Start of Data provided

use std::path::Path;

use anyhow::{Context, Result};
use serde::{Deserialize, Serialize};
use serde_json::Value;
use uuid::Uuid;

use crate::scoped::ScopedArtifact;

pub const EXPORT_SCHEMA_VERSION: i32 = 1;

/// Snapshot of the configuration model as handed out by `export`.
#[derive(Debug, Clone, PartialEq, Serialize, Deserialize)]
pub struct ModelExport {
    pub schema_version: i32,
    pub export_id: Uuid,
    pub config_hash: String,
    pub model: Value,
}

/// Writes the model under `dir` and returns it as a scoped artifact.
pub fn export_model(dir: &Path, config_hash: &str, model: Value) -> Result<ScopedArtifact> {
    let export = ModelExport {
        schema_version: EXPORT_SCHEMA_VERSION,
        export_id: Uuid::new_v4(),
        config_hash: config_hash.to_string(),
        model,
    };
    let json = serde_json::to_string_pretty(&export).context("serialize model export failed")?;
    ScopedArtifact::create_in(dir, "model-export", format!("{json}\n").as_bytes())
}
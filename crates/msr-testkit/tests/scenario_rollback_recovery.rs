//! Scenario: a failing step rolls back the whole transaction.
//!
//! Runtime actions already performed are undone newest first and the tree is
//! left exactly as it was committed.

use msr_model::{attributes, Attributes, Operation, ResourceAddress, ServiceName};
use msr_reconcile::OperationFailure;
use msr_runtime::{BrokerRuntime, ServiceRegistry};
use msr_testkit::{Harness, RegistryCall};
use serde_json::json;

fn addr(s: &str) -> ResourceAddress {
    s.parse().unwrap()
}

/// Fails with `ParentMissing` after everything before it has run.
fn doomed() -> Operation {
    Operation::add(addr("server=missing/queue=x"), Attributes::new())
}

fn booted() -> Harness {
    let mut h = Harness::new();
    h.boot_standard().unwrap();
    h
}

#[test]
fn installed_queue_service_is_removed_again() {
    let mut h = booted();
    let before = h.controller.tree().clone();

    let err = h
        .controller
        .execute_composite(vec![
            Operation::add(addr("server=default/queue=q2"), Attributes::new()),
            doomed(),
        ])
        .unwrap_err();

    assert!(matches!(err, OperationFailure::ParentMissing { .. }));
    assert_eq!(h.controller.tree(), &before);
    let q2 = ServiceName::queue("default", "q2");
    assert_eq!(
        h.registry.calls(),
        vec![RegistryCall::Install(q2.clone()), RegistryCall::Remove(q2.clone())]
    );
    assert!(!h.registry.is_installed(&q2));
    let broker = h.broker("default").unwrap();
    assert!(!broker.inner().queue_names().contains(&"q2".to_string()));
}

#[test]
fn removed_queue_service_is_reinstalled() {
    let mut h = booted();
    h.execute(Operation::add(addr("server=default/queue=q2"), Attributes::new()))
        .unwrap();

    h.controller
        .execute_composite(vec![Operation::remove(addr("server=default/queue=q2")), doomed()])
        .unwrap_err();

    assert!(h.exists(&addr("server=default/queue=q2")));
    let entry = h
        .registry
        .lookup(&ServiceName::queue("default", "q2"))
        .unwrap();
    assert!(entry.is_up());
    let broker = h.broker("default").unwrap();
    assert!(broker.inner().queue_names().contains(&"q2".to_string()));
    assert!(broker.lookup_resource("queue.q2").is_some());
}

#[test]
fn natively_destroyed_queue_is_redeployed() {
    let mut h = booted();

    h.controller
        .execute_composite(vec![Operation::remove(addr("server=default/queue=boot-q")), doomed()])
        .unwrap_err();

    let broker = h.broker("default").unwrap();
    assert!(broker.inner().queue_names().contains(&"boot-q".to_string()));
    assert!(h.exists(&addr("server=default/queue=boot-q")));
}

#[test]
fn removed_server_is_started_again() {
    let mut h = booted();

    h.controller
        .execute_composite(vec![Operation::remove(ResourceAddress::server("default")), doomed()])
        .unwrap_err();

    assert!(h.exists(&ResourceAddress::server("default")));
    assert_eq!(h.brokers.started_count(), 2);
    assert!(h.broker("default").unwrap().is_started());
    let server = h.registry.lookup(&ServiceName::server("default")).unwrap();
    assert!(server.is_up());
    assert!(h
        .registry
        .is_installed(&ServiceName::broadcast_binding("default", "bg-a")));
}

#[test]
fn added_server_is_stopped_again() {
    let mut h = booted();

    h.controller
        .execute_composite(vec![
            Operation::add(ResourceAddress::server("second"), Attributes::new()),
            doomed(),
        ])
        .unwrap_err();

    assert!(!h.exists(&ResourceAddress::server("second")));
    assert!(!h.registry.is_installed(&ServiceName::server("second")));
    assert!(!h.broker("second").unwrap().is_started());
}

#[test]
fn republished_security_match_is_restored() {
    let mut h = booted();
    let guest = addr("server=default/security-setting=#/role=guest");

    h.controller
        .execute_composite(vec![
            Operation::write_attribute(guest.clone(), "send", json!(false)),
            doomed(),
        ])
        .unwrap_err();

    let restored = h
        .broker("default")
        .unwrap()
        .inner()
        .security_match("#")
        .unwrap();
    assert!(restored.roles["guest"].send);
    assert!(restored.roles["guest"].consume);
}

#[test]
fn added_security_setting_is_withdrawn() {
    let mut h = booted();

    h.controller
        .execute_composite(vec![
            Operation::add(addr("server=default/security-setting=jms.#"), Attributes::new()),
            Operation::add(
                addr("server=default/security-setting=jms.#/role=admin"),
                attributes([("manage", json!(true))]),
            ),
            doomed(),
        ])
        .unwrap_err();

    assert!(h
        .broker("default")
        .unwrap()
        .inner()
        .security_match("jms.#")
        .is_none());
}

#[test]
fn destroyed_bridge_is_redeployed() {
    let mut h = booted();

    h.controller
        .execute_composite(vec![
            Operation::remove(addr("server=default/bridge=to-upstream")),
            doomed(),
        ])
        .unwrap_err();

    assert_eq!(
        h.broker("default").unwrap().inner().bridge_names(),
        vec!["to-upstream".to_string()]
    );
}

#[test]
fn forwarded_legacy_removal_is_rolled_back_with_its_primary() {
    let mut h = booted();

    h.controller
        .execute_composite(vec![
            Operation::remove(addr("server=default/jgroups-broadcast-group=bg-a")),
            doomed(),
        ])
        .unwrap_err();

    assert!(h.exists(&addr("server=default/broadcast-group=bg-a")));
    assert!(h.exists(&addr("server=default/jgroups-broadcast-group=bg-a")));
    assert!(h
        .registry
        .is_installed(&ServiceName::broadcast_binding("default", "bg-a")));
}
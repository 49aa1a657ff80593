//! Operation controller.
//!
//! Each call runs as one transaction over a working copy of the tree. Steps
//! run in order; a legacy sibling forwarded by the shim runs before the step
//! that caused it. The first failure rolls back every runtime action already
//! performed (newest first) and discards the working copy.

use std::sync::Arc;

use msr_config::StartupContext;
use msr_model::{
    ConfigNode, ConfigTree, Operation, OperationKind, ResourceAddress, ResourceKind, ServiceName,
};
use msr_runtime::{BrokerFactory, ComponentControlProxy, ControlOp, ServiceRegistry};
use serde_json::Value;
use tracing::{debug, info, warn};

use crate::context::{JournalEntry, OperationContext};
use crate::error::OperationFailure;
use crate::guard::{guard_add, Guarded};
use crate::handler::{HandlerKey, HandlerRegistry, StepHandler};
use crate::handlers;
use crate::shim;
use crate::types::{NodeSnapshot, Outcome, ProcessState, RuntimeStep, SkipReason, StepStatus};

pub struct Controller {
    tree: ConfigTree,
    registry: Arc<dyn ServiceRegistry>,
    broker_factory: Option<Arc<dyn BrokerFactory>>,
    startup: StartupContext,
    handlers: HandlerRegistry,
    state: ProcessState,
}

impl Controller {
    /// Empty tree, standard handlers, process `Running`, no broker factory.
    pub fn new(registry: Arc<dyn ServiceRegistry>, startup: StartupContext) -> Self {
        Self {
            tree: ConfigTree::new(),
            registry,
            broker_factory: None,
            startup,
            handlers: HandlerRegistry::standard(),
            state: ProcessState::Running,
        }
    }

    pub fn with_broker_factory(mut self, factory: Arc<dyn BrokerFactory>) -> Self {
        self.broker_factory = Some(factory);
        self
    }

    pub fn with_handlers(mut self, handlers: HandlerRegistry) -> Self {
        self.handlers = handlers;
        self
    }

    pub fn tree(&self) -> &ConfigTree {
        &self.tree
    }

    pub fn state(&self) -> ProcessState {
        self.state
    }

    pub fn startup(&self) -> &StartupContext {
        &self.startup
    }

    pub fn registry(&self) -> &Arc<dyn ServiceRegistry> {
        &self.registry
    }

    pub fn execute(&mut self, op: Operation) -> Result<Outcome, OperationFailure> {
        self.execute_composite(vec![op])
    }

    /// Runs `ops` in a single transaction: all of them commit or none do.
    pub fn execute_composite(&mut self, ops: Vec<Operation>) -> Result<Outcome, OperationFailure> {
        let process = match self.state {
            ProcessState::Booting => ProcessState::Booting,
            _ => ProcessState::Running,
        };
        let outcome = self.transaction(&ops, process, false)?;
        if outcome.reload_required && self.state == ProcessState::Running {
            info!("process requires reload");
            self.state = ProcessState::ReloadRequired;
        }
        Ok(outcome)
    }

    /// Replays configured operations model-only, then starts every server.
    pub fn boot(&mut self, ops: Vec<Operation>) -> Result<Outcome, OperationFailure> {
        let previous = self.state;
        self.state = ProcessState::Booting;
        let result = self.transaction(&ops, ProcessState::Booting, true);
        self.state = match result {
            Ok(_) => ProcessState::Running,
            Err(_) => previous,
        };
        if let Ok(outcome) = &result {
            info!(steps = outcome.steps.len(), "boot complete");
        }
        result
    }

    /// Restarts every server from the committed tree.
    pub fn reload(&mut self) -> Result<(), OperationFailure> {
        let registry = Arc::clone(&self.registry);
        let factory = self.broker_factory.clone();
        let ctx = OperationContext::new(
            &self.tree,
            &*registry,
            factory.as_deref(),
            &self.startup,
            ProcessState::Running,
        );
        for node in self.tree.roots_of(ResourceKind::Server) {
            if ctx
                .registry()
                .lookup(&ServiceName::server(&node.name))
                .is_some()
            {
                handlers::dematerialize(&ctx, node)?;
            }
            handlers::materialize(&ctx, node)?;
        }
        self.state = ProcessState::Running;
        info!("reload complete");
        Ok(())
    }

    /// Runs a management operation against a live sub-resource.
    pub fn control(
        &self,
        address: &ResourceAddress,
        op: ControlOp,
    ) -> Result<Value, OperationFailure> {
        if !self.tree.exists(address) {
            return Err(OperationFailure::NotFound {
                address: address.to_string(),
            });
        }
        let proxy = ComponentControlProxy::for_address(address)?;
        Ok(proxy.invoke(address, &*self.registry, op)?)
    }

    fn transaction(
        &mut self,
        ops: &[Operation],
        process: ProcessState,
        start_servers: bool,
    ) -> Result<Outcome, OperationFailure> {
        let registry = Arc::clone(&self.registry);
        let factory = self.broker_factory.clone();
        let mut ctx = OperationContext::new(
            &self.tree,
            &*registry,
            factory.as_deref(),
            &self.startup,
            process,
        );

        let mut result = ops
            .iter()
            .try_for_each(|op| run_step(&self.handlers, &mut ctx, op, false));
        if result.is_ok() && start_servers {
            result = start_all_servers(&mut ctx);
        }
        if let Err(err) = result {
            roll_back(&mut ctx);
            warn!(error = %err, "transaction rolled back");
            return Err(err);
        }

        let (tree, outcome) = ctx.into_parts();
        self.tree = tree;
        Ok(outcome)
    }
}

/// Root-level connectors reference configuration owned outside any server.
pub fn is_external_reference(address: &ResourceAddress) -> bool {
    address.server_name().is_none()
}

fn run_step(
    handlers: &HandlerRegistry,
    ctx: &mut OperationContext<'_>,
    op: &Operation,
    forwarded: bool,
) -> Result<(), OperationFailure> {
    let kind = op
        .address
        .kind()
        .ok_or_else(|| OperationFailure::InvalidAddress {
            address: op.address.to_string(),
        })?;
    debug!(operation = %op, forwarded, "step dispatched");

    let legacy_present = kind
        .legacy_counterpart()
        .and_then(|k| op.address.sibling(k))
        .map(|a| ctx.tree().exists(&a))
        .unwrap_or(false);
    for legacy in shim::forwarded_operations(
        op,
        kind.generation(),
        legacy_present,
        ctx.startup().legacy_compatibility,
    ) {
        debug!(primary = %op.address, forwarded = %legacy, "legacy step forwarded");
        run_step(handlers, ctx, &legacy, true)?;
    }

    let Some(snapshot) = apply_to_tree(ctx, op, forwarded)? else {
        ctx.record_step(
            op,
            StepStatus::NoOp,
            RuntimeStep::Skipped(SkipReason::NoOp),
            forwarded,
        );
        return Ok(());
    };

    let handler = handlers.resolve(&HandlerKey::new(kind, op.op()));
    let runtime = match skip_reason(ctx, &handler, op, &snapshot) {
        Some(reason) => {
            debug!(operation = %op, ?reason, "runtime step skipped");
            RuntimeStep::Skipped(reason)
        }
        None => {
            ctx.take_note();
            (handler.perform_runtime)(ctx, op, &snapshot)?;
            let snapshot = NodeSnapshot {
                note: ctx.take_note(),
                ..snapshot
            };
            ctx.push_journal(JournalEntry {
                handler,
                operation: op.clone(),
                snapshot,
            });
            RuntimeStep::Applied
        }
    };
    ctx.record_step(op, StepStatus::Applied, runtime, forwarded);
    Ok(())
}

/// Tree half of a step. `None` means nothing to do.
fn apply_to_tree(
    ctx: &mut OperationContext<'_>,
    op: &Operation,
    forwarded: bool,
) -> Result<Option<NodeSnapshot>, OperationFailure> {
    let address = &op.address;
    match &op.kind {
        OperationKind::Add => {
            let guarded = guard_add(ctx, address, |ctx| -> Result<NodeSnapshot, OperationFailure> {
                ctx.tree_mut().insert(address, op.params.clone())?;
                Ok(NodeSnapshot {
                    before: None,
                    after: ctx.tree().read(address).cloned(),
                    note: None,
                })
            })?;
            match guarded {
                Guarded::Delegated(snapshot) => Ok(Some(snapshot)),
                Guarded::AlreadyPresent => {
                    debug!(%address, "add is a no-op, resource already present");
                    Ok(None)
                }
            }
        }
        OperationKind::Remove => {
            if forwarded && !ctx.tree().exists(address) {
                return Ok(None);
            }
            let before = ctx.tree_mut().remove(address)?;
            Ok(Some(NodeSnapshot {
                before: Some(before),
                after: None,
                note: None,
            }))
        }
        OperationKind::WriteAttribute { name, value } => {
            let before = ctx
                .tree()
                .read(address)
                .cloned()
                .ok_or_else(|| OperationFailure::NotFound {
                    address: address.to_string(),
                })?;
            ctx.tree_mut()
                .write_attribute(address, name, value.clone())?;
            Ok(Some(NodeSnapshot {
                before: Some(before),
                after: ctx.tree().read(address).cloned(),
                note: None,
            }))
        }
    }
}

/// Runtime action happens only if the handler wants it, the process is not
/// booting, the target is not an external reference and the owning server is
/// live. Server steps manage their own service and skip the last check.
fn skip_reason(
    ctx: &OperationContext<'_>,
    handler: &StepHandler,
    op: &Operation,
    snapshot: &NodeSnapshot,
) -> Option<SkipReason> {
    if !(handler.requires_runtime)(ctx, op, snapshot) {
        return Some(SkipReason::HandlerPolicy);
    }
    if ctx.process_state() == ProcessState::Booting {
        return Some(SkipReason::Booting);
    }
    if is_external_reference(&op.address) {
        return Some(SkipReason::ExternalReference);
    }
    if op.address.kind() == Some(ResourceKind::Server) {
        return None;
    }
    match op.address.server_name() {
        Some(server) if ctx.server_live(server) => None,
        _ => Some(SkipReason::ServerNotLive),
    }
}

fn start_all_servers(ctx: &mut OperationContext<'_>) -> Result<(), OperationFailure> {
    let servers: Vec<ConfigNode> = ctx
        .tree()
        .roots_of(ResourceKind::Server)
        .cloned()
        .collect();
    let mut started: Vec<&ConfigNode> = Vec::new();
    for node in &servers {
        if ctx
            .registry()
            .lookup(&ServiceName::server(&node.name))
            .is_some()
        {
            continue;
        }
        if let Err(err) = handlers::materialize(ctx, node) {
            for done in started.iter().rev() {
                if let Err(e) = handlers::dematerialize(ctx, done) {
                    warn!(server = %done.name, error = %e, "could not stop server after failed boot");
                }
            }
            return Err(err);
        }
        started.push(node);
    }
    Ok(())
}

fn roll_back(ctx: &mut OperationContext<'_>) {
    let journal = ctx.take_journal();
    for entry in journal.iter().rev() {
        debug!(operation = %entry.operation, "recovering runtime step");
        (entry.handler.recover_on_rollback)(ctx, &entry.operation, &entry.snapshot);
    }
}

End of Data provided

What you have to do:
Extract exactly the leading lines of the data, stopping at and including the line with "filename crates/msr-testkit/tests/scenario_rollback_recovery.rs".

Answer area:
use std::path::Path;

use anyhow::{Context, Result};
use serde::{Deserialize, Serialize};
use serde_json::Value;
use uuid::Uuid;

use crate::scoped::ScopedArtifact;

pub const EXPORT_SCHEMA_VERSION: i32 = 1;

/// Snapshot of the configuration model as handed out by `export`.
#[derive(Debug, Clone, PartialEq, Serialize, Deserialize)]
pub struct ModelExport {
    pub schema_version: i32,
    pub export_id: Uuid,
    pub config_hash: String,
    pub model: Value,
}

/// Writes the model under `dir` and returns it as a scoped artifact.
pub fn export_model(dir: &Path, config_hash: &str, model: Value) -> Result<ScopedArtifact> {
    let export = ModelExport {
        schema_version: EXPORT_SCHEMA_VERSION,
        export_id: Uuid::new_v4(),
        config_hash: config_hash.to_string(),
        model,
    };
    let json = serde_json::to_string_pretty(&export).context("serialize model export failed")?;
    ScopedArtifact::create_in(dir, "model-export", format!("{json}\n").as_bytes())
}
filename crates/msr-testkit/tests/scenario_rollback_recovery.rs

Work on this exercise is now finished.